- **Exercise instructions**
If "Orchestrator" shows up in a line of the material, return that line.

- **Source material**

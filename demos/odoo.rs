use serde::Deserialize;
use tracing::warn;
use tracing_subscriber::EnvFilter;

use odoors_xmlrpc::api::deserialize_odoo_nullable;
use odoors_xmlrpc::pprint::pprint_res;
use odoors_xmlrpc::{Odoo, OdooConfig};

const DEMO_HOST: &str = "https://demo.odoo.com";

#[derive(Deserialize, Debug)]
struct Partner {
    id: i64,
    name: String,
    #[serde(deserialize_with = "deserialize_odoo_nullable")]
    email: Option<String>,
}

async fn get_odoo() -> odoors_xmlrpc::Result<Odoo> {
    let config = match OdooConfig::from_env() {
        Ok(config) => config,
        Err(err) => {
            warn!(%err, "falling back to a demo database on {DEMO_HOST}");
            Odoo::start(DEMO_HOST).await?
        }
    };
    Odoo::login(&config).await
}

#[tokio::main]
async fn main() -> Result<(), Box<dyn std::error::Error>> {
    tracing_subscriber::fmt()
        .with_env_filter(EnvFilter::try_from_default_env().unwrap_or_else(|_| EnvFilter::new("info")))
        .init();

    let odoo = get_odoo().await?;

    let partners: Vec<serde_json::Value> = odoo
        .search_and_read(
            "res.partner",
            (("is_company", "=", true),),
            Some(vec!["name", "email"]),
            None,
            Some(5),
        )
        .await?;

    if let Err(err) = pprint_res(&partners, None) {
        println!("{err}");
    }

    for partner in partners {
        let partner: Partner = serde_json::from_value(partner)?;
        println!(
            "[{}] {} <{}>",
            partner.id,
            partner.name,
            partner.email.as_deref().unwrap_or("")
        );
    }

    Ok(())
}
// branchbot: per-commit branch automation
//
// SPDX-FileCopyrightText: 2026 Romeo Ahmed
// SPDX-License-Identifier: GPL-3.0-or-later

//! Config-related commands.

use crate::config::Config;

/// Display resolved configuration options, secrets hidden.
pub fn run_options_command(config: &Config) {
    for line in config.format_options() {
        println!("{line}");
    }
}

/// Display loaded configuration files.
pub fn run_inis_command(config_files: &[String]) {
    if config_files.is_empty() {
        println!("No configuration files loaded");
    } else {
        for line in config_files {
            println!("{line}");
        }
    }
}
// branchbot: per-commit branch automation
//
// SPDX-FileCopyrightText: 2026 Romeo Ahmed
// SPDX-License-Identifier: GPL-3.0-or-later

//! `handle` command: one webhook delivery from the command line.
//!
//! ```text
//! HandleArgs --> WebhookDelivery --> WebhookGate::handle --> "<status> <body>"
//!                                         |
//!                             BotContext::from_config(config)
//! ```
//!
//! The response is printed on stdout. The command fails when the status is
//! not 2xx, so callers can rely on the exit code.

use std::path::Path;

use anyhow::{Context, bail};
use tokio::io::{AsyncRead, AsyncReadExt};
use tracing::debug;

use crate::cli::handle::HandleArgs;
use crate::config::Config;
use crate::error::Result;
use crate::orchestrator::{BotContext, Orchestrator};
use crate::webhook::{WebhookDelivery, WebhookGate, WebhookResponse};

#[cfg(test)]
mod tests;

/// Reads the payload from `path`, or from stdin when `stdin` is set.
///
/// # Errors
///
/// Returns an error if the payload cannot be read.
pub async fn read_payload(path: &Path, stdin: bool) -> Result<Vec<u8>> {
    if stdin {
        return read_body(tokio::io::stdin())
            .await
            .context("failed to read payload from stdin");
    }
    tokio::fs::read(path)
        .await
        .with_context(|| format!("failed to read payload from {}", path.display()))
}

/// Reads `reader` to the end.
///
/// # Errors
///
/// Returns the I/O error of the underlying reader.
pub async fn read_body<R: AsyncRead + Unpin>(mut reader: R) -> std::io::Result<Vec<u8>> {
    let mut body = Vec::new();
    reader.read_to_end(&mut body).await?;
    Ok(body)
}

/// Builds the delivery from arguments and an already read body.
#[must_use]
pub fn delivery_from_args(args: &HandleArgs, body: Vec<u8>) -> WebhookDelivery {
    WebhookDelivery {
        event: args.event.clone(),
        delivery_id: args.delivery.clone(),
        signature: args.signature.clone(),
        signature_256: args.signature_256.clone(),
        body,
    }
}

/// Wires the production gate from `config` and processes `delivery`.
///
/// # Errors
///
/// Returns an error if the collaborators cannot be built.
pub async fn handle_delivery(config: &Config, delivery: &WebhookDelivery) -> Result<WebhookResponse> {
    let ctx = BotContext::from_config(config).context("failed to set up bot context")?;
    let gate = WebhookGate::new(config.github.webhook_secret.clone(), Orchestrator::new(ctx));
    Ok(gate.handle(delivery).await)
}

/// Run the handle command.
///
/// # Errors
///
/// Returns an error if the payload cannot be read or the response status is
/// not 2xx.
pub async fn run_handle_command(args: &HandleArgs, config: &Config) -> Result<()> {
    let body = read_payload(&args.payload, args.reads_stdin()).await?;
    debug!(bytes = body.len(), "payload read");

    let delivery = delivery_from_args(args, body);
    let response = handle_delivery(config, &delivery).await?;
    println!("{} {}", response.status, response.body);

    if !response.is_success() {
        bail!("delivery failed with status {}", response.status);
    }
    Ok(())
}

- **Solution below**
use crate::orchestrator::{BotContext, Orchestrator};
    let gate = WebhookGate::new(config.github.webhook_secret.clone(), Orchestrator::new(ctx));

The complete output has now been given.